This was one of the concerns I had that led to me avoiding use of a hardware synth that way. Having a synth powered on as long as I normally do my midi controllers seems like unnecessary wear and tear. Finding a good midi controller to act as control for hardware has so far been less strenuous.


----------



## parapentep70 (Dec 6, 2021)

I am not sure I share this either. I beat my synth hard when I am rehearsing with the band or playing live, never composing at home. My synth is supposed to last years playing HARD every day. Working at home with a DAW I treat my controller with a lot more carefully in comparison (no direct Sun, dust, humidity or drinks around, on a desk, no dangling cables.... The synth I use live is expected to be good as a controller, so all faders and knobs are really (gig ready) encoders as rugged as in my dedicated controller (Ni Kontrol).

In my experience, once I had to live in 2 distant places, I used the Roland FA in one location and the NI Kontrol in the other. As DAW controllers, they worked equally well.


----------



## RRBE Sound (Dec 6, 2021)

chocobitz825 said:


> Would love to hear more solutions. I ended up giving up on a synth as a controller because it sounded like a hassle. In the end I wound up with a nektar panorama T6 midi controller, and use its nektarine software and midiquest to control my compatible hardware synths (mostly rackmount/desktop synths) with custom layouts on the panorama.


Indeed, - I am not sure this it the ''propper'' direction.. but it just seems like the best of both! :D


----------



## RRBE Sound (Dec 6, 2021)

parapentep70 said:


> No hassle at all with some modern synths. The case I know well, the Roland FA series is called a "Digital Workstation" and has a specific DAW mode (including not only normal MIDI but also transport, etc) and includes templates to manage some of the most used (software) DAWs in the market. Truly plug and play, zero hassle.


Interesting! This would enable that I can easily shift between synth setting and MIDI controller?


----------



## Double Helix (Dec 6, 2021)

A couple of us on the forum use a Korg Kronos (I have two: a 73-key for gigging and an 88 for practice, for programming, and as my midi controller)
Because they share the same weighted action, it is easy-peasy to switch from live to studio.

Fortunately, the Kronos is packed to the brim with great on-board sounds, many being sample based, so it lends itself to recording directly and controlling plugins. But that works for me; your experience my vary.
My advice would be to get a synth with an action you like; then, any on-board sounds are icing on the cake.

One more thing: do a search for Yamaha KX88--those who use one in their studio will never go back.

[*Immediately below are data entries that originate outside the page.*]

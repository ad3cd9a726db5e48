//! Page glue: what each static page does on load and on click.

use std::sync::Arc;

use tokio::task::JoinHandle;
use tracing::instrument;

use crate::{
    adapters::dom::{
        document::{Document, ElementHandle, PAGE_CONTAINER, SharedDocument},
        loading::{clear_loading, set_loading},
        membership_summary::render_membership_summary,
        navigator::BrowserLocation,
        topbar::{PageEvent, Topbar},
    },
    app_error::{AppError, AppResult},
    application::{
        use_cases::{
            provider_param::{PROVIDER_PARAM, apply_provider_param},
            session::SessionUseCases,
            timing::Timing,
        },
        views::{
            membership_summary::MEMBERSHIP_SUMMARY_CONTAINER,
            topbar::{ActiveLink, TOPBAR_CONTAINER},
        },
    },
    infra::{clock::delay_provider, setup::AppState},
};

use super::query::PageLocation;

#[derive(Debug, Clone, Copy, PartialEq, Eq)]
pub enum Page {
    Index,
    Login,
    Browse,
    Account,
    Membership,
}

impl Page {
    pub fn from_path(path: &str) -> Option<Self> {
        match path {
            "" | "index.html" => Some(Page::Index),
            "login.html" => Some(Page::Login),
            "browse.html" => Some(Page::Browse),
            "account.html" => Some(Page::Account),
            "membership.html" => Some(Page::Membership),
            _ => None,
        }
    }

    pub fn file_name(&self) -> &'static str {
        match self {
            Page::Index => "index.html",
            Page::Login => "login.html",
            Page::Browse => "browse.html",
            Page::Account => "account.html",
            Page::Membership => "membership.html",
        }
    }

    pub fn is_protected(&self) -> bool {
        !matches!(self, Page::Index | Page::Login)
    }

    /// Container ids present in the page's static markup.
    pub fn containers(&self) -> &'static [&'static str] {
        match self {
            Page::Index | Page::Login => &[PAGE_CONTAINER],
            Page::Browse => &[TOPBAR_CONTAINER, PAGE_CONTAINER],
            Page::Account | Page::Membership => &[
                TOPBAR_CONTAINER,
                PAGE_CONTAINER,
                MEMBERSHIP_SUMMARY_CONTAINER,
            ],
        }
    }

    pub fn active_link(&self) -> ActiveLink {
        match self {
            Page::Account => ActiveLink::Account,
            _ => ActiveLink::None,
        }
    }
}

/// Result of loading a page or interacting with it.
pub enum PageOutcome {
    /// The page is showing and accepts further events.
    Shown(OpenPage),
    /// The page sent the tab elsewhere.
    Navigated { to: String },
}

/// A loaded page with its live document and listeners.
pub struct OpenPage {
    pub page: Page,
    document: SharedDocument,
    topbar: Option<Topbar>,
    timing: Timing,
    navigator: Arc<BrowserLocation>,
    /// Re-enable timers started by clicks.
    pending: Vec<JoinHandle<()>>,
}

impl OpenPage {
    pub fn document(&self) -> SharedDocument {
        self.document.clone()
    }

    pub fn timing(&self) -> &Timing {
        &self.timing
    }

    pub fn to_html(&self) -> String {
        self.document
            .lock()
            .map(|doc| doc.to_html())
            .unwrap_or_default()
    }

    /// Click the element with id `target`.
    ///
    /// A disabled element swallows the click. Buttons get the brief disabled
    /// state before listeners run. If a listener navigates, before-unload
    /// listeners fire and the page closes.
    #[instrument(skip(self), fields(page = self.page.file_name()))]
    pub fn click(mut self, target: &str) -> AppResult<PageOutcome> {
        {
            let mut doc = lock(&self.document)?;
            let Some(element) = doc.element_by_id(target) else {
                return Err(AppError::InvalidInput(format!(
                    "no element with id {target:?} on {}",
                    self.page.file_name()
                )));
            };
            if element.get_attr("disabled").is_some() {
                tracing::debug!(id = target, "Click on disabled control ignored");
                drop(doc);
                return Ok(PageOutcome::Shown(self));
            }
            let is_button = element.tag == "button";

            if is_button {
                drop(doc);
                let timer = self
                    .timing
                    .temporarily_disable(Arc::new(ElementHandle::new(&self.document, target)))?;
                self.pending.push(timer);
                doc = lock(&self.document)?;
            }

            if let Some(topbar) = &self.topbar {
                topbar.dispatch(&mut doc, &PageEvent::click(target))?;
            }
        }

        self.finish_event()
    }

    /// Click an empty part of the page.
    pub fn click_outside(self) -> AppResult<PageOutcome> {
        if let Some(topbar) = &self.topbar {
            let mut doc = lock(&self.document)?;
            topbar.dispatch(&mut doc, &PageEvent::click_outside())?;
        }
        self.finish_event()
    }

    /// Wait for outstanding re-enable timers, leaving the document at rest.
    pub async fn settle(&mut self) {
        for timer in self.pending.drain(..) {
            if let Err(e) = timer.await {
                tracing::debug!(error = %e, "Re-enable timer did not finish");
            }
        }
    }

    fn finish_event(mut self) -> AppResult<PageOutcome> {
        let Some(to) = self.navigator.take_pending() else {
            return Ok(PageOutcome::Shown(self));
        };

        if let Some(topbar) = self.topbar.as_mut() {
            let mut doc = lock(&self.document)?;
            topbar.dispatch(&mut doc, &PageEvent::BeforeUnload)?;
            topbar.detach();
        }
        Ok(PageOutcome::Navigated { to })
    }
}

fn lock(document: &SharedDocument) -> AppResult<std::sync::MutexGuard<'_, Document>> {
    document
        .lock()
        .map_err(|e| AppError::Internal(e.to_string()))
}

/// Load `url` the way the static pages do.
///
/// Order: guard, provider bridge, loading indicator, simulated latency,
/// renderers, loading cleared.
#[instrument(skip(app_state))]
pub async fn open_page(app_state: &AppState, url: &str) -> AppResult<PageOutcome> {
    let location = PageLocation::parse(url)?;
    let page = Page::from_path(&location.path)
        .ok_or_else(|| AppError::InvalidInput(format!("unknown page {:?}", location.path)))?;

    let test_mode = location.is_test_mode();
    let timing = Timing::new(delay_provider(test_mode));
    let navigator = Arc::new(BrowserLocation::default());
    let session = SessionUseCases::new(
        app_state.store.clone(),
        navigator.clone(),
        app_state.config.login_page.clone(),
        app_state.config.entry_page.clone(),
    );

    if page.is_protected() {
        if !session.require_login() {
            let to = navigator
                .take_pending()
                .unwrap_or_else(|| session.login_page().to_string());
            return Ok(PageOutcome::Navigated { to });
        }
        apply_provider_param(&app_state.store, location.get(PROVIDER_PARAM))?;
    }

    let document = Document::with_containers(page.containers()).into_shared();
    set_loading(&mut *lock(&document)?, PAGE_CONTAINER);

    timing.simulated_delay().await;

    let topbar = {
        let mut doc = lock(&document)?;
        let topbar = Topbar::mount(&mut doc, session, page.active_link(), test_mode);
        render_membership_summary(&mut doc, &app_state.store, MEMBERSHIP_SUMMARY_CONTAINER);
        clear_loading(&mut doc, PAGE_CONTAINER);
        topbar
    };

    tracing::info!(page = page.file_name(), test_mode, "Page shown");

    Ok(PageOutcome::Shown(OpenPage {
        page,
        document,
        topbar,
        timing,
        navigator,
        pending: Vec::new(),
    }))
}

As a pure controller (no onboard sounds) it has no equal (imho)
Good luck in your hunt!


----------



## parapentep70 (Dec 6, 2021)

My experience is limited to: NI Kontrol on the desktop (through _their _USB interface) to manage Reaper and Roland FA to my Laptop using Reaper _using standard MIDI_ to an USB audio/MIDI interface. I think I haven't ever tried to connect the FA to the DAW using USB simply because I have not done. I never tried to use the NI Kontrol on a standard MIDI interface (less functionality). I am sure both options do work, I simply needed a good external interface for the laptop.

My experience? I was working on the same projects from 2 different countries using Reaper files on Google Drive, same exact management. Well, the Mod Wheel in NI Kontrol Mk1 does not have the "spring" audio but that's just a Hw difference. I do not use regularly the "light guide" function in Komplete Kontrol, so I did not missed it in the FA.

When I worked like this I did not use the synth as a synth... but sometimes I turned on the synth with headphones (and not the laptop) just to play some stuff like in live situations.


----------



## RRBE Sound (Dec 6, 2021)

Double Helix said:


> A couple of us on the forum use a Korg Kronos (I have two: a 73-key for gigging and an 88 for practice, for programming, and as my midi controller)
> Because they share the same weighted action, it is easy-peasy to switch from live to studio.
> 
> Fortunately, the Kronos is packed to the brim with great on-board sounds, many being sample based, so it lends itself to recording directly and controlling plugins. But that works for me; your experience my vary.
> ...



Ahh, yea! I know the Kronos is a beast! - However, the footprint of it is as well..  A large, but sturdy piece of kit.



parapentep70 said:


> My experience is limited to: NI Kontrol on the desktop (through _their _USB interface) to manage Reaper and Roland FA to my Laptop using Reaper _using standard MIDI_ to an USB audio/MIDI interface. I think I haven't ever tried to connect the FA to the DAW using USB simply because I have not done. I never tried to use the NI Kontrol on a standard MIDI interface (less functionality). I am sure both options do work, I simply needed a good external interface for the laptop.
> 
> My experience? I was working on the same projects from 2 different countries using Reaper files on Google Drive, same exact management. Well, the Mod Wheel in NI Kontrol Mk1 does not have the "spring" audio but that's just a Hw difference. I do not use regularly the "light guide" function in Komplete Kontrol, so I did not missed it in the FA.
> 
> When I worked like this I did not use the synth as a synth... but sometimes I turned on the synth with headphones (and not the laptop) just to play some stuff like in live situations.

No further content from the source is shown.